For our probe design, we chose Mcm/μ as the fluorophore for the following reasons: (1) it is only slightly larger than Trp; (2) it is commercially available as Fmoc-μ-OH; (3) it can be easily incorporated into the peptide probes via solid phase peptide synthesis, and (4) it can be quenched by thioamides. Our lab also has previously successfully utilized Mcm-tagged peptides as proteolysis probes for different serine-, cysteine-, carboxyl-, and metallo-proteases.20–22,24 Since μ is quenched by thioamides via a PeT mechanism, they must be in close proximity.19 Based on our results with NPY-PS2 and NPY-YS1, as well as an analysis of the crystal structure of DPP-4 with a fragment of NPY bound (PDB ID: 1r9n),28 we decided to design a hexapeptide probe, with the thioamide at P2 position (i.e. the N terminus) and the fluorophore μ at the P4′ position, since the DPP-4 active site is relatively open there while it makes close contacts with the P1′, P2′, and P3′ amino acids (Fig. 2C). P2 and P4′ are 5 residues apart, predicted to give sufficient quenching based on our studies of thioamide PeT quenching.19
First, we synthesized probe analogs of NPY, with the sequence of YPSKPμ (NPY1–5).

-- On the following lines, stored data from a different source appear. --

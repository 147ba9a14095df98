//! Compiled routing rule model.
//!
//! # Responsibilities
//! - Hold the validated, immutable form of one service's routing policy
//! - Keep compiled regexes on the matcher itself (compiled once at parse time)
//! - Freeze rule evaluation order (descending precedence)
//!
//! # Design Decisions
//! - Rules are values: the request path never mutates them
//! - `RuleSet` is shared behind `Arc`, so readers keep a consistent snapshot
//!   while the store swaps in a replacement
//! - Case-insensitive exact values are lowercased once, at construction

use std::collections::HashMap;

use regex::Regex;

use crate::routing::instance::RouteTarget;

/// Tag key that reads an instance's version attribute instead of its
/// generic tag map.
pub const VERSION_TAG: &str = "version";

/// A single value predicate applied to a header or path.
#[derive(Debug, Clone)]
pub enum ValueMatcher {
    /// Full-string comparison. `value` is lowercased at construction when
    /// `case_insensitive` is set.
    Exact { value: String, case_insensitive: bool },
    /// Compiled regular expression, anchored so the pattern must cover the
    /// whole value.
    Regex { regex: Regex },
}

impl ValueMatcher {
    /// Returns true if `value` satisfies this predicate.
    pub fn matches(&self, value: &str) -> bool {
        match self {
            ValueMatcher::Exact {
                value: expected,
                case_insensitive,
            } => {
                if *case_insensitive {
                    value.to_lowercase() == *expected
                } else {
                    value == expected.as_str()
                }
            }
            ValueMatcher::Regex { regex } => regex.is_match(value),
        }
    }
}

/// Match predicates for one rule. Every configured predicate must succeed.
#[derive(Debug, Clone, Default)]
pub struct MatchCriteria {
    /// Exact-match predicate against the caller's declared service name.
    pub source_service: Option<String>,
    /// Accepted request methods; empty means any.
    pub methods: Vec<String>,
    /// Predicate against the request path.
    pub api_path: Option<ValueMatcher>,
    /// Header name / predicate pairs, sorted by name at parse time.
    pub headers: Vec<(String, ValueMatcher)>,
}

/// One weighted destination of a rule: the subset of instances carrying
/// these tags.
#[derive(Debug, Clone)]
pub struct RouteGroup {
    pub weight: u32,
    pub tags: HashMap<String, String>,
}

impl RouteGroup {
    /// True if the instance satisfies every configured tag. The `version`
    /// key reads the instance's version attribute; any other key reads the
    /// generic tag map.
    pub fn selects<T: RouteTarget + ?Sized>(&self, instance: &T) -> bool {
        self.tags.iter().all(|(key, expected)| {
            let actual = if key == VERSION_TAG {
                Some(instance.version())
            } else {
                instance.tag(key)
            };
            actual == Some(expected.as_str())
        })
    }
}

/// One precedence-ordered policy item.
#[derive(Debug, Clone)]
pub struct Rule {
    /// Evaluation priority; higher values are evaluated first.
    pub precedence: i32,
    /// Match predicates; `None` makes the rule unconditional.
    pub criteria: Option<MatchCriteria>,
    /// Weighted route groups; non-empty for any parsed rule.
    pub route: Vec<RouteGroup>,
    /// Groups tried when the drawn route group has no live instance.
    pub fallback: Vec<RouteGroup>,
}

/// The ordered, immutable rule list for one service (or the global key).
#[derive(Debug, Default)]
pub struct RuleSet {
    rules: Vec<Rule>,
}

impl RuleSet {
    pub(crate) fn new(mut rules: Vec<Rule>) -> Self {
        // Stable sort: equal precedences keep their declaration order.
        rules.sort_by(|a, b| b.precedence.cmp(&a.precedence));
        Self { rules }
    }

    pub fn is_empty(&self) -> bool {
        self.rules.is_empty()
    }

    pub fn len(&self) -> usize {
        self.rules.len()
    }

    pub fn iter(&self) -> std::slice::Iter<'_, Rule> {
        self.rules.iter()
    }
}

#[cfg(test)]
mod tests {
    use super::*;

    fn rule(precedence: i32) -> Rule {
        Rule {
            precedence,
            criteria: None,
            route: vec![RouteGroup {
                weight: 100,
                tags: HashMap::new(),
            }],
            fallback: Vec::new(),
        }
    }

    struct Inst {
        version: String,
        tags: HashMap<String, String>,
    }

    impl RouteTarget for Inst {
        fn service_name(&self) -> &str {
            "svc"
        }

        fn version(&self) -> &str {
            &self.version
        }

        fn tag(&self, key: &str) -> Option<&str> {
            self.tags.get(key).map(String::as_str)
        }
    }

    #[test]
    fn test_rule_set_sorted_by_descending_precedence() {
        let set = RuleSet::new(vec![rule(1), rule(3), rule(2)]);
        let order: Vec<i32> = set.iter().map(|r| r.precedence).collect();
        assert_eq!(order, vec![3, 2, 1]);
    }

    #[test]
    fn test_rule_set_sort_is_stable_for_ties() {
        let mut first = rule(2);
        first.route[0].weight = 1;
        let mut second = rule(2);
        second.route[0].weight = 2;
        let set = RuleSet::new(vec![first, second, rule(5)]);
        let weights: Vec<u32> = set.iter().map(|r| r.route[0].weight).collect();
        assert_eq!(weights, vec![100, 1, 2]);
    }

    #[test]
    fn test_group_selects_on_version_attribute() {
        let group = RouteGroup {
            weight: 10,
            tags: HashMap::from([("version".to_string(), "2.0".to_string())]),
        };
        let matching = Inst {
            version: "2.0".to_string(),
            tags: HashMap::new(),
        };
        let other = Inst {
            version: "1.0".to_string(),
            tags: HashMap::new(),
        };
        assert!(group.selects(&matching));
        assert!(!group.selects(&other));
    }

    #[test]
    fn test_group_selects_on_generic_tags() {
        let group = RouteGroup {
            weight: 10,
            tags: HashMap::from([
                ("az".to_string(), "z1".to_string()),
                ("version".to_string(), "1.0".to_string()),
            ]),
        };
        let matching = Inst {
            version: "1.0".to_string(),
            tags: HashMap::from([("az".to_string(), "z1".to_string())]),
        };
        let missing_tag = Inst {
            version: "1.0".to_string(),
            tags: HashMap::new(),
        };
        assert!(group.selects(&matching));
        assert!(!group.selects(&missing_tag));
    }

    #[test]
    fn test_exact_matcher_case_folding() {
        let sensitive = ValueMatcher::Exact {
            value: "user01".to_string(),
            case_insensitive: false,
        };
        assert!(sensitive.matches("user01"));
        assert!(!sensitive.matches("User01"));

        let insensitive = ValueMatcher::Exact {
            value: "user01".to_string(),
            case_insensitive: true,
        };
        assert!(insensitive.matches("USER01"));
    }
}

For comparison, we synthesized both the all-amide and P2 thioamide version of this peptide, YP/SKPμ and YSP/SKPμ, where the / indicates the DPP-4 cleavage site (Fig. 2A). As a demonstration that we could study mutations at prime sites, we also made a probe based on the NPY mutation Ser3-to-Leu (NPY1−5L3: YPLKPμ). The same design was applied to two other natural substrates from the pancreatic polypeptide family, where we synthesized and tested the hexapeptide probes based on the first 5 N-terminal amino acids of PYY (PYY1–5: YPIKPμ) and PP (PP1–5: APLEPμ). NPY1–5 NMR data indicate that the probes are unstructured (Fig. S25–S27, ESI†).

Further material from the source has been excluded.